* [Exercise]: When the string "EndpointAddress" appears in a line of the records, show the whole line.

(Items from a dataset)
----

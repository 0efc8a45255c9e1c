/*! USB Audio / MIDI Streaming class on top of `usb-device`.
  *
  * The transport itself is the class: `usb_dev.poll(&mut [&mut transport])` routes the
  * endpoint callbacks of the bus straight into the transport's completion handlers. */

use crate::transport::{MidiEndpoint, RxHook, UsbMidiTransport};
use usb_device::class_prelude::*;
use usb_device::Result;

pub const USB_CLASS_AUDIO: u8 = 0x01;
const USB_SUBCLASS_AUDIOCONTROL: u8 = 0x01;
const USB_SUBCLASS_MIDISTREAMING: u8 = 0x03;

const CS_INTERFACE: u8 = 0x24;
const CS_ENDPOINT: u8 = 0x25;

const AC_HEADER: u8 = 0x01;
const MS_HEADER: u8 = 0x01;
const MS_GENERAL: u8 = 0x01;
const MIDI_IN_JACK: u8 = 0x02;
const MIDI_OUT_JACK: u8 = 0x03;
const JACK_EMBEDDED: u8 = 0x01;

const IN_JACK_LEN: u16 = 6;
const OUT_JACK_LEN: u16 = 9;
const MS_HEADER_LEN: u16 = 7;

const MAX_PACKET_SIZE: u16 = 64;

/** Bulk endpoint pair plus the interface numbers of the audio function. */
pub struct MidiStreamingEndpoints<'a, B: UsbBus> {
	audio_if: InterfaceNumber,
	midi_if: InterfaceNumber,
	out_ep: EndpointOut<'a, B>,
	in_ep: EndpointIn<'a, B>,
	cables: u8,
}

impl<'a, B: UsbBus> MidiStreamingEndpoints<'a, B> {
	/** `cables` is clamped to 1..=16; each one gets an embedded IN and OUT jack. */
	pub fn new(alloc: &'a UsbBusAllocator<B>, cables: u8) -> MidiStreamingEndpoints<'a, B> {
		MidiStreamingEndpoints {
			audio_if: alloc.interface(),
			midi_if: alloc.interface(),
			out_ep: alloc.bulk(MAX_PACKET_SIZE),
			in_ep: alloc.bulk(MAX_PACKET_SIZE),
			cables: cables.max(1).min(16),
		}
	}

	pub fn cables(&self) -> u8 {
		self.cables
	}

	fn write_descriptors(&self, writer: &mut DescriptorWriter) -> Result<()> {
		writer.interface(self.audio_if, USB_CLASS_AUDIO, USB_SUBCLASS_AUDIOCONTROL, 0x00)?;
		writer.write(CS_INTERFACE, &[
			AC_HEADER,
			0x00, 0x01, // bcdADC 1.00
			0x09, 0x00, // total length of the class specific descriptors
			0x01, // one streaming interface
			u8::from(self.midi_if),
		])?;

		writer.interface(self.midi_if, USB_CLASS_AUDIO, USB_SUBCLASS_MIDISTREAMING, 0x00)?;
		streaming_descriptors(self.cables, |kind, data| writer.write(kind, data))?;

		let (jacks, len) = endpoint_jacks(self.cables, in_jack_id);
		writer.endpoint(&self.out_ep)?;
		writer.write(CS_ENDPOINT, &jacks[..len])?;

		let (jacks, len) = endpoint_jacks(self.cables, out_jack_id);
		writer.endpoint(&self.in_ep)?;
		writer.write(CS_ENDPOINT, &jacks[..len])?;

		Ok(())
	}
}

fn in_jack_id(cable: u8) -> u8 {
	2 * cable + 1
}

fn out_jack_id(cable: u8) -> u8 {
	2 * cable + 2
}

/** Emits the MS header and the jack pair of every cable as `(descriptor type, body)`.
  * The header's wTotalLength covers all of them, including their length and type bytes. */
fn streaming_descriptors(cables: u8, mut emit: impl FnMut(u8, &[u8]) -> Result<()>) -> Result<()> {
	let total = MS_HEADER_LEN + cables as u16 * (IN_JACK_LEN + OUT_JACK_LEN);
	emit(CS_INTERFACE, &[
		MS_HEADER,
		0x00, 0x01, // bcdMSC 1.00
		(total & 0xFF) as u8, (total >> 8) as u8,
	])?;

	for cable in 0..cables {
		emit(CS_INTERFACE, &[MIDI_IN_JACK, JACK_EMBEDDED, in_jack_id(cable), 0x00])?;
		emit(CS_INTERFACE, &[
			MIDI_OUT_JACK, JACK_EMBEDDED, out_jack_id(cable),
			0x01, // one input pin
			in_jack_id(cable), 0x01, // connected to pin 1 of the IN jack
			0x00,
		])?;
	}
	Ok(())
}

/** Body of the class specific endpoint descriptor listing the jack of every cable. */
fn endpoint_jacks(cables: u8, jack_id: fn(u8) -> u8) -> ([u8; 2 + 16], usize) {
	let mut jacks = [0u8; 2 + 16];
	jacks[0] = MS_GENERAL;
	jacks[1] = cables;
	for cable in 0..cables {
		jacks[2 + cable as usize] = jack_id(cable);
	}
	(jacks, 2 + cables as usize)
}

impl<B: UsbBus> MidiEndpoint for MidiStreamingEndpoints<'_, B> {
	fn write_packets(&mut self, data: &[u8]) -> Result<usize> {
		self.in_ep.write(data)
	}

	fn read_packets(&mut self, buffer: &mut [u8]) -> Result<usize> {
		self.out_ep.read(buffer)
	}
}

impl<B: UsbBus, H: RxHook, const RX: usize, const TX: usize> UsbClass<B>
	for UsbMidiTransport<MidiStreamingEndpoints<'_, B>, H, RX, TX>
{
	fn get_configuration_descriptors(&self, writer: &mut DescriptorWriter) -> Result<()> {
		self.endpoint().write_descriptors(writer)
	}

	fn reset(&mut self) {
		self.set_connected(false);
	}

	fn endpoint_out(&mut self, addr: EndpointAddress) {
		if addr == self.endpoint().out_ep.address() {
			self.on_hardware_rx_complete();
		}
	}

	fn endpoint_in_complete(&mut self, addr: EndpointAddress) {
		if addr == self.endpoint().in_ep.address() {
			self.on_hardware_tx_complete();
		}
	}
}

----

* [Answer for the task]:
	fn endpoint_out(&mut self, addr: EndpointAddress) {
	fn endpoint_in_complete(&mut self, addr: EndpointAddress) {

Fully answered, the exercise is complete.